Viktor Barzin 910ea5d923 [ci skip] add NFS CSI migration design doc and implementation plan

2026-03-01 23:30:27 +00:00

8.9 KiB

Raw Permalink Blame History

NFS CSI Driver Migration: Inline Volumes → PV/PVC with Soft Mounts

Date: 2026-03-01 Status: Draft Complements: 2026-02-28-storage-reliability-design.md (databases → local disk) Goal: Eliminate stale NFS mount hangs, add mount health checking, and create a storage abstraction layer for all NFS-dependent services

Problem

56 services use inline NFS volumes (nfs {} in pod specs). This pattern has three compounding issues:

Stale mounts hang forever: Inline NFS defaults to hard,timeo=600 mount options. When TrueNAS is unreachable (reboot, network blip, NFS export change), the kernel retries indefinitely. Pods show Running 1/1 but are completely frozen with zero listening sockets. The only fix is force-deleting the pod.
No mount health checking: kubelet has no visibility into NFS mount health. Liveness probes only check application health, not filesystem access. A stale mount is invisible to the scheduler.
No storage abstraction: NFS server IP and export paths are hardcoded into every pod spec via var.nfs_server. Changing the backend (different NFS server, different protocol) requires editing 56 stacks.

Constraints

Zero data migration — same NFS paths, same TrueNAS server, same directories
Services must keep working during migration (no downtime per service beyond a pod restart)
Must work with existing Terragrunt architecture (per-stack state isolation)
Must not break services that will later move to local disk (per storage-reliability design)

Design

Architecture

BEFORE:
  Pod spec → inline nfs {} block → kubelet mount -t nfs (hard,timeo=600) → TrueNAS
  (no health check, hangs on stale mount, server IP in every stack)

AFTER:
  Terraform module → PV (CSI driver ref) + PVC → Pod spec references PVC
  CSI driver mounts with soft,timeo=30,retrans=3 → TrueNAS
  (health-checked, fails fast on stale mount, server IP in module only)
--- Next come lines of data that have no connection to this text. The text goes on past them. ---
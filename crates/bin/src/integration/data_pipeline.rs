//! Pipeline stages for the emissions intensity run.
//!
//! Config → financials fetch → raw financials artifact → emissions load →
//! merge & derive → merged artifact. Stages run strictly in order and the
//! first error aborts the run; artifacts written before the failure stay on
//! disk.

use ember::{CompanyMapping, Config, ConfigError, MergeError, Period, coverage, merge_and_derive};
use ember_data::{
    DataError, FetchOptions, FinancialsProvider, clip_to_years, emissions_frame,
    fetch_all_with_progress, load_emissions,
};
use ember_output::{Artifact, ExportError, ExportFormat, Exporter, ReportBuilder, RunReport};
use indicatif::ProgressBar;
use polars::prelude::*;
use std::path::PathBuf;
use tracing::info;

/// Error type for pipeline runs.
#[derive(Debug, thiserror::Error)]
pub(crate) enum PipelineError {
    /// Configuration could not be loaded.
    #[error(transparent)]
    Config(#[from] ConfigError),
    /// Emissions loading or financials fetching failed.
    #[error(transparent)]
    Data(#[from] DataError),
    /// Join or derivation failed.
    #[error(transparent)]
    Merge(#[from] MergeError),
    /// An artifact could not be written.
    #[error("Failed to write artifact: {0}")]
    Export(#[from] ExportError),
}

/// Input and output locations for a run.
#[derive(Debug, Clone)]
pub(crate) struct PipelinePaths {
    /// YAML configuration file.
    pub(crate) config: PathBuf,
    /// Raw emissions table.
    pub(crate) emissions: PathBuf,
    /// Raw financials artifact.
    pub(crate) financials_out: PathBuf,
    /// Merged dataset artifact.
    pub(crate) merged_out: PathBuf,
}

impl PipelinePaths {
    /// Point both artifacts at the file extension of `format`.
    pub(crate) fn with_artifact_format(mut self, format: ExportFormat) -> Self {
        self.financials_out.set_extension(format.extension());
        self.merged_out.set_extension(format.extension());
        self
    }
}

/// Behavior switches for a run.
#[derive(Debug, Clone, Default)]
pub(crate) struct PipelineOptions {
    /// Fetch fan-out settings.
    pub(crate) fetch: FetchOptions,
    /// Keep only financial rows whose year lies in the configured period.
    pub(crate) clip_to_period: bool,
    /// Artifact format.
    pub(crate) format: ExportFormat,
}

/// Load the configuration and print the company list and period.
pub(crate) fn load_config(paths: &PipelinePaths) -> Result<Config, PipelineError> {
    let config = Config::load(&paths.config)?;

    println!("Companies: {}", config.tickers().join(", "));
    println!("Period:    {}", config.period);

    Ok(config)
}

/// Fetch financials for every configured company.
pub(crate) async fn fetch_financials<P>(
    provider: &P,
    companies: &CompanyMapping,
    period: &Period,
    options: &PipelineOptions,
    progress: Option<&ProgressBar>,
) -> Result<DataFrame, PipelineError>
where
    P: FinancialsProvider + ?Sized,
{
    let tickers = companies.tickers();

    if let Some(pb) = progress {
        pb.set_length(tickers.len() as u64);
        pb.set_message(format!(
            "Fetching financials ({} concurrent)...",
            options.fetch.concurrency.max(1)
        ));
    }

    let financials = fetch_all_with_progress(provider, &tickers, options.fetch, |ticker| {
        if let Some(pb) = progress {
            pb.set_message(format!("Fetched {ticker}"));
            pb.inc(1);
        }
    })
    .await?;

    let financials = if options.clip_to_period {
        clip_to_years(financials, period.start.year(), period.end.year())?
    } else {
        financials
    };

    Ok(financials)
}

/// Load the configured companies' emissions as a record set.
pub(crate) fn load_emission_frame(
    paths: &PipelinePaths,
    companies: &CompanyMapping,
) -> Result<DataFrame, PipelineError> {
    let records = load_emissions(&paths.emissions, &companies.name_to_ticker())?;
    Ok(emissions_frame(&records)?)
}

/// Run every stage against `provider`.
pub(crate) async fn run_pipeline<P>(
    provider: &P,
    paths: &PipelinePaths,
    options: &PipelineOptions,
    progress: Option<&ProgressBar>,
) -> Result<RunReport, PipelineError>
where
    P: FinancialsProvider + ?Sized,
{
    let config = load_config(paths)?;
    let mut report = ReportBuilder::new()
        .tickers(config.tickers())
        .period(config.period.to_string());

    let financials =
        fetch_financials(provider, &config.companies, &config.period, options, progress).await;
    if let Some(pb) = progress {
        match &financials {
            Ok(df) => pb.finish_with_message(format!("Fetched {} statement rows", df.height())),
            Err(_) => pb.finish_with_message("Failed!"),
        }
    }
    let financials = financials?;

    financials.export_to_file(&paths.financials_out, options.format)?;
    println!(
        "Financials saved to {} — rows: {}",
        paths.financials_out.display(),
        financials.height()
    );
    report = report.artifact(Artifact::new(
        "financials",
        &paths.financials_out,
        financials.height(),
    ));

    println!("Loading emissions...");
    let emissions = load_emission_frame(paths, &config.companies)?;
    info!(rows = emissions.height(), "emissions loaded");

    println!("Merging emissions with financials...");
    let merged = merge_and_derive(&emissions, &financials)?;

    merged.export_to_file(&paths.merged_out, options.format)?;
    println!(
        "Merged dataset saved to {} — rows: {}",
        paths.merged_out.display(),
        merged.height()
    );

    let coverage = coverage(emissions.height(), &merged)?;
    report = report
        .artifact(Artifact::new("merged", &paths.merged_out, merged.height()))
        .coverage(coverage);

    Ok(report.build())
}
Component 1: NFS CSI Driver (Helm chart in platform stack)

Deploy csi-driver-nfs v4.11+ via Helm in stacks/platform/modules/nfs-csi/.

The driver runs as:

Controller: 1 replica (handles PV provisioning)
Node DaemonSet: 1 per node (handles mount/unmount operations)

Resource footprint: ~50MB RAM per node, ~10m CPU idle.
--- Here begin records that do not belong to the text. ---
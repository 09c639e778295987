#![doc = include_str!("../README.md")]
#![doc(issue_tracker_base_url = "https://github.com/factordynamics/ember/issues/")]
#![cfg_attr(docsrs, feature(doc_cfg, doc_auto_cfg))]
#![warn(missing_docs)]
#![forbid(unsafe_code)]

pub mod config;
pub mod merge;

// Re-export main types from sub-crates
pub use ember_data as data;
pub use ember_output as output;

pub use config::{Company, CompanyMapping, Config, ConfigError, Period, PeriodBound};
pub use merge::{CO2_PER_REVENUE, INTENSITY_SCALE, MergeError, coverage, merge_and_derive};

/// Version information.
pub const VERSION: &str = env!("CARGO_PKG_VERSION");

#[cfg(test)]
mod tests {
    use super::*;

    #[test]
    fn test_version() {
        assert!(!VERSION.is_empty());
    }
}
//! Emissions / financials join and intensity derivation.
//!
//! Emissions rows are left-joined onto financial statements on
//! `(Ticker, Year)`, where the financial `Year` is the calendar year of the
//! reporting `Date`. Every emissions row survives the join; a `(Ticker, Year)`
//! with several statements produces one output row per statement.

use ember_data::emissions::columns::{TICKER, TOTAL_CO2_MT, YEAR};
use ember_data::provider::{DATE_COLUMN, TOTAL_REVENUE_COLUMN};
use ember_output::Coverage;
use polars::prelude::*;
use thiserror::Error;
use tracing::debug;

/// Name of the derived intensity column.
pub const CO2_PER_REVENUE: &str = "CO2_per_Revenue";

/// Megatons to tonnes.
pub const INTENSITY_SCALE: f64 = 1_000_000.0;

const ROW_INDEX: &str = "__emissions_row";
const FIN_ROW_INDEX: &str = "__financials_row";

/// Errors that can occur while merging.
#[derive(Debug, Error)]
pub enum MergeError {
    /// A required column is absent.
    #[error("Missing column `{column}` in {frame} data")]
    MissingColumn {
        /// Column that was expected.
        column: &'static str,
        /// Which input lacked it.
        frame: &'static str,
    },

    /// Polars DataFrame error.
    #[error("Polars error: {0}")]
    Polars(#[from] PolarsError),
}

/// Result type for merge operations.
pub type Result<T> = std::result::Result<T, MergeError>;

fn require(df: &DataFrame, columns: &[&'static str], frame: &'static str) -> Result<()> {
    for &column in columns {
        if df.column(column).is_err() {
            return Err(MergeError::MissingColumn { column, frame });
        }
    }
    Ok(())
}

/// Join emissions onto financials and derive `CO2_per_Revenue`.
///
/// `CO2_per_Revenue = Total_CO2_Mt * 1e6 / Total Revenue`. Missing revenue
/// gives a null; zero revenue is left unguarded and gives an infinite (or
/// NaN) value.
///
/// # Returns
/// Emissions columns, then financial columns (join keys not repeated), then
/// `CO2_per_Revenue`. Rows follow the emissions order.
pub fn merge_and_derive(emissions: &DataFrame, financials: &DataFrame) -> Result<DataFrame> {
    require(emissions, &[TICKER, YEAR, TOTAL_CO2_MT], "emissions")?;
    require(
        financials,
        &[TICKER, DATE_COLUMN, TOTAL_REVENUE_COLUMN],
        "financials",
    )?;

    let financials = financials
        .clone()
        .lazy()
        .with_column(col(DATE_COLUMN).dt().year().alias(YEAR))
        .with_row_index(FIN_ROW_INDEX, None);

    let merged = emissions
        .clone()
        .lazy()
        .with_column(col(YEAR).cast(DataType::Int32))
        .with_row_index(ROW_INDEX, None)
        .join(
            financials,
            [col(TICKER), col(YEAR)],
            [col(TICKER), col(YEAR)],
            JoinArgs::new(JoinType::Left),
        )
        .sort(
            [ROW_INDEX, FIN_ROW_INDEX],
            SortMultipleOptions::default().with_maintain_order(true),
        )
        .with_column(
            (col(TOTAL_CO2_MT) * lit(INTENSITY_SCALE) / col(TOTAL_REVENUE_COLUMN))
                .alias(CO2_PER_REVENUE),
        )
        .collect()?
        .drop(ROW_INDEX)?
        .drop(FIN_ROW_INDEX)?;

    debug!(
        emissions_rows = emissions.height(),
        merged_rows = merged.height(),
        "merged emissions with financials"
    );

    Ok(merged)
}

/// Count unmatched rows and undefined intensities in a merged frame.
pub fn coverage(emissions_rows: usize, merged: &DataFrame) -> Result<Coverage> {
    require(merged, &[DATE_COLUMN, CO2_PER_REVENUE], "merged")?;

    let unmatched_rows = merged.column(DATE_COLUMN)?.null_count();
    let undefined_intensity_rows = merged
        .column(CO2_PER_REVENUE)?
        .f64()?
        .into_iter()
        .filter(|v| !v.is_some_and(f64::is_finite))
        .count();

    Ok(Coverage {
        emissions_rows,
        merged_rows: merged.height(),
        unmatched_rows,
        undefined_intensity_rows,
    })
}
The driver itself does not change NFS behavior — it delegates to the kernel NFS client. The value is:

Mount options are configurable per-StorageClass (not hardcoded kernel defaults)
CSI health checking can detect unhealthy volumes
Standard K8s storage API (PV/PVC/StorageClass) instead of inline volumes

Component 2: StorageClass

resource "kubernetes_storage_class" "nfs_truenas" {
  metadata { name = "nfs-truenas" }
  provisioner       = "nfs.csi.k8s.io"
  reclaim_policy    = "Retain"
  volume_binding_mode = "Immediate"

  mount_options = [
    "soft",       # Return -EIO instead of hanging forever
    "timeo=30",   # 3-second timeout per NFS RPC call
    "retrans=3",  # Retry 3 times before giving up (~9 sec total)
    "actimeo=5",  # 5-second attribute cache (balance freshness vs perf)
  ]

  parameters = {
    server = var.nfs_server
    share  = "/mnt/main"
  }
}

Key mount option differences vs current defaults:

Option	Current (inline)	New (CSI)	Effect
`hard` vs `soft`	`hard` (default)	`soft`	I/O errors instead of infinite hang
`timeo`	600 (60 sec)	30 (3 sec)	Faster failure detection
`retrans`	3	3	Same retry count, but 3s per attempt not 60s
`actimeo`	3600 (1 hour, varies)	5 (5 sec)	Fresher attribute cache
Total stale detection	~3 minutes	~9 seconds	20x faster

Component 3: Shared Terraform Module (`modules/kubernetes/nfs_volume/`)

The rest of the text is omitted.